Local names include Kala pidda in Hindi Shyama in Gujarati Kavda gapidda in Marathi Kallu kuruvi in Tamil, Kampa nalanchi in Telugu. The Fore people of New Guinea called it pobogile. They were once popular in Bengal as cage birds. They are still found in the local bird trade of some parts of Southeast Asia.

==Distribution==
The pied bush chat is a resident breeder in tropical southern Asia from the Greater Middle East through the Indian subcontinent eastwards to Indonesia. They colonized Papua New Guinea around 1950. It is found in open habitats including scrub, grassland and cultivation.

Some populations are partially migratory. A ringed individual of subspecies rossorum has been recovered from Israel. The populations in India also appear to show seasonal movements but the patterns are unclear. Subspecies bicolor is found in peninsular India in winter. In Karwar on the western coast, it is said to appear in October and stay till May but not seen during the rainy season. Said to be absent in the Baroda district of Gujarat from April to September. Claud Buchanan Ticehurst noted that it was a summer visitor to Baluchistan leaving in October and further that the birds from Baluchistan were indistinguishable from rossorum of Turkestan.

==Behaviour and ecology==

Calls

The breeding season is mainly February to August with a peak in March to June. Males sing from prominent perches. The whistling call is somewhat like that of an Indian robin and has been transcribed as we are tea for two with tea at higher note. The nest is built in a hole in a wall or similar site lined with grass and hair, and two to five eggs are laid. Paired males did not reduce their dawn singing behaviour when their mates were trapped and temporarily excluded from the territory. This study suggests that males use dawn chorus to mediate social relationships with neighbouring males to proclaim an established territory. The eggs are small and broadly oval with pale bluish-white or pinkish ground colour and speckles and blotches towards the broad end. They measure about 0.67 by 0.55 in. Eggs are incubated chiefly by the female for 12 to 13 days.

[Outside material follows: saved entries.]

use std::collections::BTreeMap;
use std::ops::Bound;

use parking_lot::{Condvar, Mutex};

use crate::{Slot, SLOT_COUNT};

/// Pending target widths for one page, one entry per slot.
#[derive(Debug, Clone, Copy, PartialEq, Eq, Default)]
pub struct Request {
    widths: [Option<u32>; SLOT_COUNT],
}

impl Request {
    pub fn new(slot: Slot, width: u32) -> Self {
        let mut request = Self::default();
        request.update(slot, width);
        request
    }

    /// Last writer wins.
    pub fn update(&mut self, slot: Slot, width: u32) {
        self.widths[slot.index()] = Some(width);
    }

    pub fn width(&self, slot: Slot) -> Option<u32> {
        self.widths[slot.index()]
    }

    pub fn has_slot(&self, slot: Slot) -> bool {
        self.widths[slot.index()].is_some()
    }

    pub fn remove(&mut self, slot: Slot) {
        self.widths[slot.index()] = None;
    }

    pub fn is_empty(&self) -> bool {
        self.widths.iter().all(Option::is_none)
    }

    /// Remove and return the lowest pending slot.
    fn take_lowest(&mut self) -> Option<(Slot, u32)> {
        Slot::ALL.into_iter().find_map(|slot| {
            let width = self.widths[slot.index()].take()?;
            Some((slot, width))
        })
    }
}

/// One unit of work for the render worker.
#[derive(Debug, Clone, Copy, PartialEq, Eq)]
pub struct RenderRequest {
    pub page: usize,
    pub slot: Slot,
    pub width: u32,
}

/// Outcome of a blocking wait on the queue.
#[derive(Debug, Clone, Copy, PartialEq, Eq)]
pub enum Wake {
    Work(RenderRequest),
    /// Woken by [`RequestQueue::interrupt`] without work.
    Interrupted,
}

#[derive(Debug, Default)]
struct QueueState {
    pending: BTreeMap<usize, Request>,
    center: usize,
    interrupts: usize,
}

impl QueueState {
    fn nearest_page(&self, center: usize) -> Option<usize> {
        let below = self.pending.range(..=center).next_back().map(|(page, _)| *page);
        let above = self
            .pending
            .range((Bound::Excluded(center), Bound::Unbounded))
            .next()
            .map(|(page, _)| *page);
        match (below, above) {
            (Some(lo), Some(hi)) => {
                if center - lo <= hi - center {
                    Some(lo)
                } else {
                    Some(hi)
                }
            }
            (lo, hi) => lo.or(hi),
        }
    }

    fn take_nearest(&mut self, center: usize) -> Option<RenderRequest> {
        let page = self.nearest_page(center)?;
        let request = self.pending.get_mut(&page)?;
        let (slot, width) = request.take_lowest()?;
        if request.is_empty() {
            self.pending.remove(&page);
        }
        Some(RenderRequest { page, slot, width })
    }
}

/// Pending render requests keyed by page, served nearest-to-center first.
///
/// A page has at most one [`Request`]; enqueueing a page that is already
/// pending merges into it and does not signal the consumer again.
#[derive(Debug, Default)]
pub struct RequestQueue {
    state: Mutex<QueueState>,
    available: Condvar,
}

impl RequestQueue {
    pub fn new() -> Self {
        Self::default()
    }

    /// Returns `true` when a new page entry was created.
    pub fn enqueue(&self, page: usize, slot: Slot, width: u32) -> bool {
        let mut state = self.state.lock();
        if let Some(request) = state.pending.get_mut(&page) {
            request.update(slot, width);
            return false;
        }
        state.pending.insert(page, Request::new(slot, width));
        drop(state);
        self.available.notify_one();
        true
    }

    /// Remove the request nearest to `center`, preferring the lower page on
    /// a tie. The page stays queued while it has other pending slots.
    pub fn dequeue_nearest(&self, center: usize) -> Option<RenderRequest> {
        self.state.lock().take_nearest(center)
    }

    /// Block until there is work or an interrupt. Work is chosen relative to
    /// the center last passed to [`set_center`](Self::set_center).
    pub fn wait_next(&self) -> Wake {
        let mut state = self.state.lock();
        loop {
            if state.interrupts > 0 {
                state.interrupts -= 1;
                return Wake::Interrupted;
            }
            let center = state.center;
            if let Some(request) = state.take_nearest(center) {
                return Wake::Work(request);
            }
            self.available.wait(&mut state);
        }
    }

    /// Wake one waiter with no work.
    pub fn interrupt(&self) {
        self.state.lock().interrupts += 1;
        self.available.notify_one();
    }

    pub fn set_center(&self, center: usize) {
        self.state.lock().center = center;
    }

    pub fn center(&self) -> usize {
        self.state.lock().center
    }

    /// Drop the `slot` part of every request outside `keep_min..=keep_max`.
    /// Returns the number of pages removed entirely.
    pub fn retain_window(&self, slot: Slot, keep_min: usize, keep_max: usize) -> usize {
        let mut state = self.state.lock();
        let before = state.pending.len();
        state.pending.retain(|page, request| {
            if (keep_min..=keep_max).contains(page) || !request.has_slot(slot) {
                return true;
            }
            request.remove(slot);
            !request.is_empty()
        });
        before - state.pending.len()
    }

    pub fn pending(&self, page: usize) -> Option<Request> {
        self.state.lock().pending.get(&page).copied()
    }

    pub fn clear(&self) {
        let mut state = self.state.lock();
        state.pending.clear();
        state.interrupts = 0;
    }

    pub fn len(&self) -> usize {
        self.state.lock().pending.len()
    }

    pub fn is_empty(&self) -> bool {
        self.len() == 0
    }
}

#[cfg(test)]
mod tests {
    use super::*;
    use rand::Rng;
    use std::sync::Arc;
    use std::thread;
    use std::time::Duration;

    fn pages(queue: &RequestQueue, center: usize) -> Vec<usize> {
        std::iter::from_fn(|| queue.dequeue_nearest(center))
            .map(|request| request.page)
            .collect()
    }

    #[test]
    fn merging_keeps_one_request_with_last_width() {
        let queue = RequestQueue::new();
        assert!(queue.enqueue(4, Slot::Primary, 600));
        assert!(!queue.enqueue(4, Slot::Primary, 800));
        assert_eq!(queue.len(), 1);
        let pending = queue.pending(4).unwrap();
        assert_eq!(pending.width(Slot::Primary), Some(800));
        assert_eq!(pending.width(Slot::Secondary), None);

        let request = queue.dequeue_nearest(0).unwrap();
        assert_eq!(
            request,
            RenderRequest {
                page: 4,
                slot: Slot::Primary,
                width: 800
            }
        );
        assert!(queue.dequeue_nearest(0).is_none());
    }

    #[test]
    fn nearest_page_wins_and_ties_go_down() {
        let queue = RequestQueue::new();
        for page in [2, 5, 9] {
            queue.enqueue(page, Slot::Primary, 100);
        }
        assert_eq!(pages(&queue, 6), vec![5, 9, 2]);

        for page in [4, 8] {
            queue.enqueue(page, Slot::Primary, 100);
        }
        assert_eq!(pages(&queue, 6), vec![4, 8]);

        for page in [6, 7] {
            queue.enqueue(page, Slot::Primary, 100);
        }
        assert_eq!(pages(&queue, 6), vec![6, 7]);
    }

    #[test]
    fn center_beyond_every_page_and_before_every_page() {
        let queue = RequestQueue::new();
        for page in [3, 1, 7] {
            queue.enqueue(page, Slot::Primary, 100);
        }
        assert_eq!(pages(&queue, 100), vec![7, 3, 1]);

        for page in [3, 1, 7] {
            queue.enqueue(page, Slot::Primary, 100);
        }
        assert_eq!(pages(&queue, 0), vec![1, 3, 7]);
    }

    #[test]
    fn page_with_several_slots_is_served_slot_by_slot() {
        let queue = RequestQueue::new();
        queue.enqueue(3, Slot::Tertiary, 300);
        queue.enqueue(3, Slot::Primary, 100);

        let first = queue.dequeue_nearest(3).unwrap();
        assert_eq!((first.slot, first.width), (Slot::Primary, 100));
        assert_eq!(queue.len(), 1);

        let second = queue.dequeue_nearest(3).unwrap();
        assert_eq!((second.slot, second.width), (Slot::Tertiary, 300));
        assert!(queue.is_empty());
    }

    #[test]
    fn retain_window_drops_only_the_given_slot() {
        let queue = RequestQueue::new();
        queue.enqueue(1, Slot::Primary, 100);
        queue.enqueue(1, Slot::Secondary, 200);
        queue.enqueue(5, Slot::Primary, 100);
        queue.enqueue(30, Slot::Primary, 100);

        assert_eq!(queue.retain_window(Slot::Primary, 4, 10), 1);
        assert_eq!(queue.pending(1), Some(Request::new(Slot::Secondary, 200)));
        assert!(queue.pending(5).is_some());
        assert!(queue.pending(30).is_none());
    }

    #[test]
    fn interrupt_wakes_a_blocked_consumer() {
        let queue = Arc::new(RequestQueue::new());
        let consumer = {
            let queue = Arc::clone(&queue);
            thread::spawn(move || queue.wait_next())
        };
        thread::sleep(Duration::from_millis(20));
        queue.interrupt();
        assert_eq!(consumer.join().unwrap(), Wake::Interrupted);
    }

    #[test]
    fn blocked_consumer_receives_work_once() {
        let queue = Arc::new(RequestQueue::new());
        queue.set_center(10);
        let consumer = {
            let queue = Arc::clone(&queue);
            thread::spawn(move || queue.wait_next())
        };
        thread::sleep(Duration::from_millis(20));
        queue.enqueue(12, Slot::Secondary, 640);
        queue.enqueue(12, Slot::Secondary, 480);
        match consumer.join().unwrap() {
            Wake::Work(request) => assert_eq!(request.page, 12),
            Wake::Interrupted => panic!("expected work"),
        }
    }

    #[test]
    fn clear_drops_everything() {
        let queue = RequestQueue::new();
        queue.enqueue(1, Slot::Primary, 1);
        queue.enqueue(2, Slot::Primary, 1);
        queue.clear();
        assert!(queue.is_empty());
        assert!(queue.dequeue_nearest(1).is_none());
    }

    #[test]
    fn order_matches_brute_force_reference() {
        let mut rng = rand::thread_rng();
        for _ in 0..50 {
            let queue = RequestQueue::new();
            let mut reference: Vec<usize> = Vec::new();
            for _ in 0..rng.gen_range(1..40) {
                let page = rng.gen_range(0..60);
                queue.enqueue(page, Slot::Primary, 100);
                if !reference.contains(&page) {
                    reference.push(page);
                }
            }
            let center = rng.gen_range(0..60);

            while let Some(request) = queue.dequeue_nearest(center) {
                let expected = *reference
                    .iter()
                    .min_by_key(|page| (page.abs_diff(center), **page))
                    .unwrap();
                assert_eq!(request.page, expected);
                reference.retain(|page| *page != expected);
            }
            assert!(reference.is_empty());
        }
    }
}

Brood parasitism by the common cuckoo (race bakeri) has been noted to be common in the Shan State of Burma, with the cuckoo visiting the nest at dusk and removing an egg before quickly laying its own.
The female has dark brown upperparts and rufous underparts and rump. She has no white wing patches. Juveniles are similar to females. Males display during the breeding season by splaying the tail, fluttering and puffing up the white scapular feathers.

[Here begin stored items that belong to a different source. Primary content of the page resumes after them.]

//! Label-anchored typed field extraction.
//!
//! Within a dict's inner content a field is a `<key>LABEL</key>` followed by
//! one typed element. Lookups only consider keys at the dict's own level:
//! a key of the same name inside a nested dict or array is ignored. Every
//! lookup returns `None` when the label is missing or is followed by a
//! different type.

use regex::{Captures, Regex};

use super::scan::{matching_close, nested_spans};

/// Raw text of a string field, XML entities decoded.
pub fn string_after_key(content: &str, label: &str) -> Option<String> {
    let caps = shallow_capture(content, label, r"(?:<string>(.*?)</string>|<string\s*/>)")?;
    Some(caps.get(1).map(|m| unescape(m.as_str())).unwrap_or_default())
}

/// A `<true/>` / `<false/>` field.
pub fn bool_after_key(content: &str, label: &str) -> Option<bool> {
    let caps = shallow_capture(content, label, r"<(true|false)\s*/>")?;
    Some(&caps[1] == "true")
}

/// An `<integer>` field.
pub fn integer_after_key(content: &str, label: &str) -> Option<i64> {
    let caps = shallow_capture(content, label, r"<integer>\s*([+-]?\d+)\s*</integer>")?;
    caps[1].parse().ok()
}

/// A `<real>` field.
pub fn real_after_key(content: &str, label: &str) -> Option<f64> {
    let caps = shallow_capture(content, label, r"<real>\s*([^<]+?)\s*</real>")?;
    caps[1].parse().ok()
}

/// A `<date>` field, as the ISO-8601 text stored in the document.
pub fn date_after_key(content: &str, label: &str) -> Option<String> {
    let caps = shallow_capture(content, label, r"<date>\s*([^<]+?)\s*</date>")?;
    Some(caps[1].to_string())
}

/// Inner content of a nested `<dict>` field.
///
/// The closing tag is found by depth counting, so dicts nested inside the
/// field's value do not cut it short. `<dict/>` yields an empty string.
pub fn sub_dict_after_key<'a>(content: &'a str, label: &str) -> Option<&'a str> {
    let caps = shallow_capture(content, label, r"(?:<dict>|<dict\s*/>)")?;
    let whole = caps.get(0)?;
    if !whole.as_str().ends_with("<dict>") {
        return Some("");
    }
    let close = matching_close(content, whole.end(), "dict")?;
    Some(&content[whole.end()..close])
}

/// Follow a chain of nested dict labels.
///
/// `dict_at_path(c, &["sync"])` is `sub_dict_after_key(c, "sync")`; an
/// empty path returns `content` itself.
pub fn dict_at_path<'a>(content: &'a str, path: &[&str]) -> Option<&'a str> {
    path.iter()
        .try_fold(content, |current, label| sub_dict_after_key(current, label))
}

/// Every key at the dict's own level, in document order.
pub fn keys(content: &str) -> Vec<String> {
    let Ok(re) = Regex::new(r"(?s)<key>(.*?)</key>") else {
        return Vec::new();
    };
    let spans = nested_spans(content);
    re.captures_iter(content)
        .filter(|caps| is_shallow(&spans, caps.get(0).map_or(0, |m| m.start())))
        .map(|caps| unescape(&caps[1]))
        .collect()
}

/// First match of `<key>LABEL</key>` + `value_pattern` at the top level.
fn shallow_capture<'a>(content: &'a str, label: &str, value_pattern: &str) -> Option<Captures<'a>> {
    let pattern = format!(
        r"(?s)<key>{}</key>\s*{}",
        regex::escape(&escape(label)),
        value_pattern
    );
    let re = Regex::new(&pattern).ok()?;
    let spans = nested_spans(content);
    let found = re
        .captures_iter(content)
        .find(|caps| is_shallow(&spans, caps.get(0).map_or(0, |m| m.start())));
    found
}

fn is_shallow(spans: &[std::ops::Range<usize>], offset: usize) -> bool {
    !spans.iter().any(|span| span.contains(&offset))
}

/// Encode `&`, `<` and `>` the way plist writers do.
pub(crate) fn escape(text: &str) -> String {
    let mut out = String::with_capacity(text.len());
    for c in text.chars() {
        match c {
            '&' => out.push_str("&amp;"),
            '<' => out.push_str("&lt;"),
            '>' => out.push_str("&gt;"),
            _ => out.push(c),
        }
    }
    out
}

/// Decode predefined and numeric XML entities. Unknown entities are kept.
pub(crate) fn unescape(text: &str) -> String {
    if !text.contains('&') {
        return text.to_string();
    }

    let mut out = String::with_capacity(text.len());
    let mut rest = text;
    while let Some(amp) = rest.find('&') {
        out.push_str(&rest[..amp]);
        let tail = &rest[amp..];
        let decoded = tail.find(';').and_then(|semi| {
            let entity = &tail[1..semi];
            let c = match entity {
                "amp" => Some('&'),
                "lt" => Some('<'),
                "gt" => Some('>'),
                "quot" => Some('"'),
                "apos" => Some('\''),
                _ => entity
                    .strip_prefix("#x")
                    .or_else(|| entity.strip_prefix("#X"))
                    .and_then(|hex| u32::from_str_radix(hex, 16).ok())
                    .or_else(|| entity.strip_prefix('#').and_then(|dec| dec.parse().ok()))
                    .and_then(char::from_u32),
            };
            c.map(|c| (c, semi + 1))
        });
        match decoded {
            Some((c, consumed)) => {
                out.push(c);
                rest = &tail[consumed..];
            }
            None => {
                out.push('&');
                rest = &tail[1..];
            }
        }
    }
    out.push_str(rest);
    out
}

#[cfg(test)]
mod tests {
    use super::*;

    #[test]
    fn unescapes_entities() {
        assert_eq!(unescape("Q&amp;A &lt;1&gt; &#233;&#x41;"), "Q&A <1> éA");
        assert_eq!(unescape("fish & chips &bogus;"), "fish & chips &bogus;");
    }

    #[test]
    fn escape_round_trips_through_unescape() {
        let label = "R&D <drafts>";
        assert_eq!(unescape(&escape(label)), label);
    }

    #[test]
    fn nested_keys_do_not_shadow_outer_ones() {
        let content = "<key>inner</key><dict><key>name</key><string>deep</string></dict>\
                       <key>name</key><string>top</string>";
        assert_eq!(string_after_key(content, "name").as_deref(), Some("top"));
        assert_eq!(
            sub_dict_after_key(content, "inner"),
            Some("<key>name</key><string>deep</string>")
        );
    }

    #[test]
    fn label_with_pattern_characters_is_literal() {
        let content = "<key>a.b</key><string>dot</string><key>a+b (x)</key><string>plus</string>";
        assert_eq!(string_after_key(content, "a.b").as_deref(), Some("dot"));
        assert_eq!(string_after_key(content, "a+b (x)").as_deref(), Some("plus"));
        assert_eq!(string_after_key(content, "aXb"), None);
    }
}
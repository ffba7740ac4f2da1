//! Error types for the MCP server and the configuration readers.

use std::path::PathBuf;

use thiserror::Error;

/// Result type alias.
pub type Result<T> = std::result::Result<T, Error>;

/// Server and reader errors.
#[derive(Error, Debug)]
pub enum Error {
    /// JSON-RPC protocol error.
    #[error("JSON-RPC error: {code} - {message}")]
    JsonRpc {
        /// Error code.
        code: i32,
        /// Error message.
        message: String,
    },

    /// Tool not found.
    #[error("tool not found: {0}")]
    ToolNotFound(String),

    /// Invalid parameters.
    #[error("invalid parameters: {0}")]
    InvalidParams(String),

    /// An expected file is missing.
    #[error("file not found: {}", path.display())]
    FileNotFound {
        /// Path that was expected to exist.
        path: PathBuf,
    },

    /// No entity matched the requested name.
    #[error("{message}")]
    NotFound {
        /// Human-readable description of what was looked up.
        message: String,
        /// A sample of the names that do exist.
        known: Vec<String>,
    },

    /// A name matched more than one entity.
    #[error("'{query}' matches {} names; use a more specific name", candidates.len())]
    Ambiguous {
        /// The name as given by the caller.
        query: String,
        /// Every candidate that matched.
        candidates: Vec<String>,
    },

    /// A precondition failed before anything was written.
    #[error("{0}")]
    Precondition(String),

    /// External command exited unsuccessfully.
    #[error("{command} failed: {stderr}")]
    CommandFailed {
        /// Program that was run.
        command: String,
        /// Captured standard error (or exit status when empty).
        stderr: String,
    },

    /// External command did not finish in time.
    #[error("{command} timed out after {secs}s")]
    CommandTimeout {
        /// Program that was run.
        command: String,
        /// Timeout that elapsed.
        secs: u64,
    },

    /// External command produced more output than allowed.
    #[error("{command} produced more than {limit} bytes of output")]
    OutputTooLarge {
        /// Program that was run.
        command: String,
        /// Output cap in bytes.
        limit: usize,
    },

    /// Input could not be interpreted.
    #[error("malformed input: {0}")]
    Malformed(String),

    /// Serialization error.
    #[error("serialization error: {0}")]
    Serialization(#[from] serde_json::Error),

    /// I/O error.
    #[error("I/O error: {0}")]
    Io(#[from] std::io::Error),

    /// Internal server error.
    #[error("internal error: {0}")]
    Internal(String),
}

impl Error {
    /// Get the JSON-RPC error code for this error.
    pub fn code(&self) -> i32 {
        match self {
            Error::JsonRpc { code, .. } => *code,
            Error::ToolNotFound(_) => codes::METHOD_NOT_FOUND,
            Error::InvalidParams(_) => codes::INVALID_PARAMS,
            Error::FileNotFound { .. } | Error::NotFound { .. } => -32004,
            Error::Ambiguous { .. } | Error::Precondition(_) => -32000,
            Error::CommandFailed { .. }
            | Error::CommandTimeout { .. }
            | Error::OutputTooLarge { .. } => -32001,
            Error::Malformed(_) => -32003,
            Error::Serialization(_) => codes::PARSE_ERROR,
            Error::Io(_) => -32002,
            Error::Internal(_) => codes::INTERNAL_ERROR,
        }
    }

    /// Short machine-readable label for the failure class.
    pub fn kind(&self) -> &'static str {
        match self {
            Error::FileNotFound { .. } | Error::NotFound { .. } => "not_found",
            Error::Ambiguous { .. } => "ambiguous",
            Error::Precondition(_) => "precondition",
            Error::CommandFailed { .. }
            | Error::CommandTimeout { .. }
            | Error::OutputTooLarge { .. } => "external_command",
            Error::Malformed(_) | Error::Serialization(_) => "malformed_input",
            Error::InvalidParams(_) => "invalid_params",
            Error::Io(_) => "io",
            Error::JsonRpc { .. } | Error::ToolNotFound(_) | Error::Internal(_) => "internal",
        }
    }
}

/// Standard JSON-RPC error codes.
pub mod codes {
    /// Parse error.
    pub const PARSE_ERROR: i32 = -32700;
    /// Invalid request.
    pub const INVALID_REQUEST: i32 = -32600;
    /// Method not found.
    pub const METHOD_NOT_FOUND: i32 = -32601;
    /// Invalid params.
    pub const INVALID_PARAMS: i32 = -32602;
    /// Internal error.
    pub const INTERNAL_ERROR: i32 = -32603;
}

This species is insectivorous, and like other chats hunts from a prominent low perch. They have been noted to feed on Pyralid moths and whitefly.

Nematode parasites in the genus Acuaria have been noted. Adult birds have few predators although bats (Megaderma lyra) and wintering Asio flammeus have been noted to prey on them.

==In culture==
Among the Toda people in the Nilgiris, the pied bushchat or kāŗpiłc, is a bird of omen and the origin of its white wing patches is described in a story of a dairy priest Piu.f who in the ritual of churning milk forgot to remove the churning stick before fetching water from a stream. The bird attempted to obstruct him by blocking his path but he disregarded it and flicked off butter from his hands. The white spots remained but Piu.f met his death. The Kotas of the Nilgiris have an origin story to explain the sexual dimorphism of the pied bushchat but they consider the "karyvaky" bird to be one that foretells good omen. The Kalam people of Papua New Guinea consider the birds as divine messengers.